Retire el sello de la placa y agregue 35 microlitros de perlas de extracción de ARN de temperatura ambiente con vórtices a la muestra. Ajuste la pipeta a 45 microlitros, y pipetee hacia arriba y hacia abajo de 10 a 20 veces para mezclar a fondo. Deje que la placa se siente a temperatura ambiente durante un minuto.
Transfiera la placa a un soporte magnético e imagíe allí durante un minuto o hasta que la solución se despeje. Transfiera el sobrenadante a un nuevo pozo en el plato. A continuación, transfiera la placa del soporte magnético al soporte de la placa.
Cuentas de limpieza de ARN vortex hasta que estén bien dispersas, y agregue 99 microlitros de cuentas a la muestra. Pipetear hacia arriba y hacia abajo para mezclar, e incubar la placa a temperatura ambiente durante 10 minutos. Transfiera la placa al soporte magnético, y déjela allí durante cinco minutos o hasta que la solución se aclare, luego retire y deseche todo el sobrenadante del pozo.
Con la placa todavía en el soporte magnético, añadir 200 microlitros de 80% etanol recién preparado al pozo sin interrumpir las perlas. Deje el etanol en el pozo durante 30 segundos, luego retírelo y deséchelo. Agregue 11 microlitros de Elution Buffer al pozo, y pipetearlo arriba y abajo para mezclar.

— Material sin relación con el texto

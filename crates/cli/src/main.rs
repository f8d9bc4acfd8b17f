// flexitrack CLI - headless flexi officer reconciliation
//
// Replaces the upload/run/download form: point it at the SAP employment
// export and the deployment roster, get the flagged-officer summary back.

mod exit_codes;
mod recon;
mod util;

use std::path::PathBuf;
use std::process::ExitCode;

use clap::{ArgAction, Parser, Subcommand};

use exit_codes::{EXIT_SUCCESS, EXIT_USAGE};

#[derive(Parser)]
#[command(name = "flexitrack")]
#[command(about = "Flag flexi officers who have not worked recently or have no employment record")]
#[command(long_version = long_version())]
#[command(version)]
struct Cli {
    /// More log output on stderr (-v info, -vv debug). RUST_LOG overrides.
    #[arg(long, short, action = ArgAction::Count, global = true)]
    verbose: u8,

    #[command(subcommand)]
    command: Commands,
}

#[derive(Subcommand)]
enum Commands {
    /// Reconcile an employment export against a roster
    #[command(after_help = "\
Examples:
  flexitrack check sap_export.xlsx roster.csv
  flexitrack check sap_export.xlsx roster.xlsx --roster-sheet 'Week 27'
  flexitrack check sap.csv roster.csv --output flagged_officers_summary.csv
  flexitrack check sap.csv roster.csv --as-of 2024-07-01 --json
  flexitrack check sap.csv roster.csv --date-format %d/%m/%Y --strict-exit")]
    Check(recon::CheckArgs),

    /// Run a saved .flexi.toml config
    #[command(after_help = "\
Examples:
  flexitrack run weekly.flexi.toml
  flexitrack run weekly.flexi.toml --json --quiet
  FLEXITRACK_AS_OF=2024-07-01 flexitrack run weekly.flexi.toml --strict-exit")]
    Run(recon::RunArgs),

    /// Validate a .flexi.toml config without running it
    #[command(after_help = "\
Examples:
  flexitrack validate weekly.flexi.toml")]
    Validate {
        /// Path to the .flexi.toml config file
        config: PathBuf,
    },
}

fn long_version() -> &'static str {
    if cfg!(debug_assertions) {
        concat!(
            env!("CARGO_PKG_VERSION"),
            " (", env!("GIT_COMMIT_HASH"), ")",
            "\nbuild:   debug",
            "\ntarget:  ", env!("TARGET"),
        )
    } else {
        concat!(
            env!("CARGO_PKG_VERSION"),
            " (", env!("GIT_COMMIT_HASH"), ")",
            "\nbuild:   release",
            "\ntarget:  ", env!("TARGET"),
        )
    }
}

fn init_logging(verbose: u8) {
    let default_level = match verbose {
        0 => "warn",
        1 => "info",
        _ => "debug",
    };
    env_logger::Builder::from_env(env_logger::Env::default().default_filter_or(default_level))
        .format_timestamp(None)
        .format_target(false)
        .init();
}

fn main() -> ExitCode {
    let cli = Cli::parse();
    init_logging(cli.verbose);

    let result = match cli.command {
        Commands::Check(args) => recon::cmd_check(args),
        Commands::Run(args) => recon::cmd_run(args),
        Commands::Validate { config } => recon::cmd_validate(config),
    };

    match result {
        Ok(()) => ExitCode::from(EXIT_SUCCESS),
        Err(CliError { code, message, hint }) => {
            if !message.is_empty() {
                eprintln!("error: {}", message);
            }
            if let Some(hint) = hint {
                eprintln!("hint:  {}", hint);
            }
            ExitCode::from(code)
        }
    }
}

#[derive(Debug)]
pub struct CliError {
    pub code: u8,
    pub message: String,
    pub hint: Option<String>,
}

impl CliError {
    pub fn args(msg: impl Into<String>) -> Self {
        Self { code: EXIT_USAGE, message: msg.into(), hint: None }
    }

    /// Add a hint to an existing error.
    pub fn with_hint(mut self, hint: impl Into<String>) -> Self {
        self.hint = Some(hint.into());
        self
    }
}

Incubar la placa a temperatura ambiente durante dos minutos, luego transferirla de vuelta al soporte magnético, y mantenerla allí hasta que la solución se despeje. Transfiera 8,5 microlitros del sobrenadante a un nuevo pozo en la misma placa, y agregue 8,5 microlitros de Elute, Primer, Fragment High Mix a cada pozo que contenga una muestra. Pipetear hacia arriba y hacia abajo 10 veces para mezclar bien, sellar la placa e incubar durante ocho minutos en un termociclador precalentado a 94 grados centígrados.
Enfríe la muestra a cuatro grados centígrados, retire la placa del termociclo y centrifugar brevemente. Se evaluaron dos kits de preparación de bibliotecas, TruSeq y KAPA, para este protocolo. En general, se detectó un mayor número de ARN circulares y un menor porcentaje de ARN ribosomal cuando se utiliza el kit TruSeq, por lo que TruSeq fue seleccionado para otros experimentos.

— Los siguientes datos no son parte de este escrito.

//! Statement grammar.

use subst_ir::Span;

use super::Parser;
use crate::ast::{DeclKind, Declarator, Function, FunctionBody, Param, Program, Stmt};
use crate::lexer::{Keyword, Punct, TokenKind};
use crate::stack::ensure_sufficient_stack;
use crate::ParseError;

impl Parser<'_> {
    pub(super) fn program(&mut self) -> Result<Program, ParseError> {
        let mut body = Vec::new();
        while !self.at_eof() {
            body.push(self.statement()?);
        }
        Ok(Program {
            body,
            span: Span::new(0, self.current.span.end),
        })
    }

    fn statement(&mut self) -> Result<Stmt, ParseError> {
        ensure_sufficient_stack(|| self.statement_inner())
    }

    fn statement_inner(&mut self) -> Result<Stmt, ParseError> {
        let start = self.current.span.start;
        match &self.current.kind {
            TokenKind::Keyword(Keyword::Var) => self.var_decl(DeclKind::Var),
            TokenKind::Keyword(Keyword::Let) => self.var_decl(DeclKind::Let),
            TokenKind::Keyword(Keyword::Const) => self.var_decl(DeclKind::Const),
            TokenKind::Keyword(Keyword::Function) => {
                self.advance()?;
                let (name, _) = self.expect_identifier()?;
                let function = self.function_rest(start, Some(name))?;
                Ok(Stmt::Function(Box::new(function)))
            }
            TokenKind::Keyword(Keyword::Return) => {
                self.advance()?;
                let argument = if self.at(Punct::Semi) || self.at(Punct::RBrace) || self.at_eof()
                {
                    None
                } else {
                    Some(self.expression()?)
                };
                self.eat(Punct::Semi)?;
                Ok(Stmt::Return {
                    argument,
                    span: self.span_from(start),
                })
            }
            TokenKind::Keyword(Keyword::If) => self.if_stmt(start),
            TokenKind::Punct(Punct::LBrace) => {
                let body = self.block()?;
                Ok(Stmt::Block {
                    body,
                    span: self.span_from(start),
                })
            }
            TokenKind::Punct(Punct::Semi) => {
                self.advance()?;
                Ok(Stmt::Empty(self.span_from(start)))
            }
            _ => {
                let expr = self.expression()?;
                self.eat(Punct::Semi)?;
                Ok(Stmt::Expr(expr))
            }
        }
    }

    fn var_decl(&mut self, kind: DeclKind) -> Result<Stmt, ParseError> {
        let start = self.current.span.start;
        self.advance()?;
        let mut declarators = Vec::new();
        loop {
            let (name, name_span) = self.expect_identifier()?;
            let init = if self.eat(Punct::Assign)? {
                Some(self.assignment()?)
            } else {
                None
            };
            declarators.push(Declarator {
                name,
                name_span,
                init,
            });
            if !self.eat(Punct::Comma)? {
                break;
            }
        }
        self.eat(Punct::Semi)?;
        Ok(Stmt::VarDecl {
            kind,
            declarators,
            span: self.span_from(start),
        })
    }

    fn if_stmt(&mut self, start: u32) -> Result<Stmt, ParseError> {
        self.advance()?;
        self.expect(Punct::LParen)?;
        let test = self.expression()?;
        self.expect(Punct::RParen)?;
        let consequent = Box::new(self.statement()?);
        let alternate = if self.at_keyword(Keyword::Else) {
            self.advance()?;
            Some(Box::new(self.statement()?))
        } else {
            None
        };
        Ok(Stmt::If {
            test,
            consequent,
            alternate,
            span: self.span_from(start),
        })
    }

    /// `{ statements }`
    pub(super) fn block(&mut self) -> Result<Vec<Stmt>, ParseError> {
        self.expect(Punct::LBrace)?;
        let mut body = Vec::new();
        while !self.at(Punct::RBrace) {
            if self.at_eof() {
                return Err(self.unexpected("`}`"));
            }
            body.push(self.statement()?);
        }
        self.advance()?;
        Ok(body)
    }

    /// Parameter list and block body, after `function` and the optional name.
    pub(super) fn function_rest(
        &mut self,
        start: u32,
        name: Option<String>,
    ) -> Result<Function, ParseError> {
        let params = self.params()?;
        let body = self.block()?;
        Ok(Function {
            name,
            params,
            body: FunctionBody::Block(body),
            span: self.span_from(start),
        })
    }

    /// `( a, b, )`
    pub(super) fn params(&mut self) -> Result<Vec<Param>, ParseError> {
        self.expect(Punct::LParen)?;
        let mut params = Vec::new();
        while !self.at(Punct::RParen) {
            let (name, span) = self.expect_identifier()?;
            params.push(Param { name, span });
            if !self.eat(Punct::Comma)? {
                break;
            }
        }
        self.expect(Punct::RParen)?;
        Ok(params)
    }
}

La importancia del pretratamiento de RNase R se evaluó comparando los datos generados a partir de bibliotecas pretratadas y no pretratadas. Como era de esperar, se identificó sistemáticamente un mayor número de ARN circulares en las bibliotecas pretratadas en comparación con las no pretratadas. La cantidad de ARN de entrada se optimizó para detectar una mayor diversidad de ARN circulares.
Las bibliotecas se prepararon utilizando uno, dos y cuatro microgramos de ARN de entrada, y se observó la mayor diversidad de especies de ARN circular cuando se utilizaban cuatro microgramos de ARN total. El protocolo optimizado se utilizó para comparar las abundancias circulares de ARN en cinco regiones cerebrales de cuatro donantes sanos y para otros tipos de tejidos de seis donantes sanos. En general, se observó una mayor abundancia de ARNa circular en el cerebro en comparación con otros tipos de tejido.
Es importante recordar seguir los procedimientos apropiados cuando se trabaja con ARN, incluyendo el uso de guantes, limpiar a fondo el banco y las pipetas con toallitas RNase o aerosol antes de comenzar el protocolo, y mantener el ARN en hielo de antemano. Después de este procedimiento, se puede realizar la validación ortogonal como la secuenciación de Sanger de cruces de circRNA identificados. El descubrimiento de nuevos circRNAs y más evidencia de su presencia tallan una nueva área de investigación para explorar sus funciones biológicas.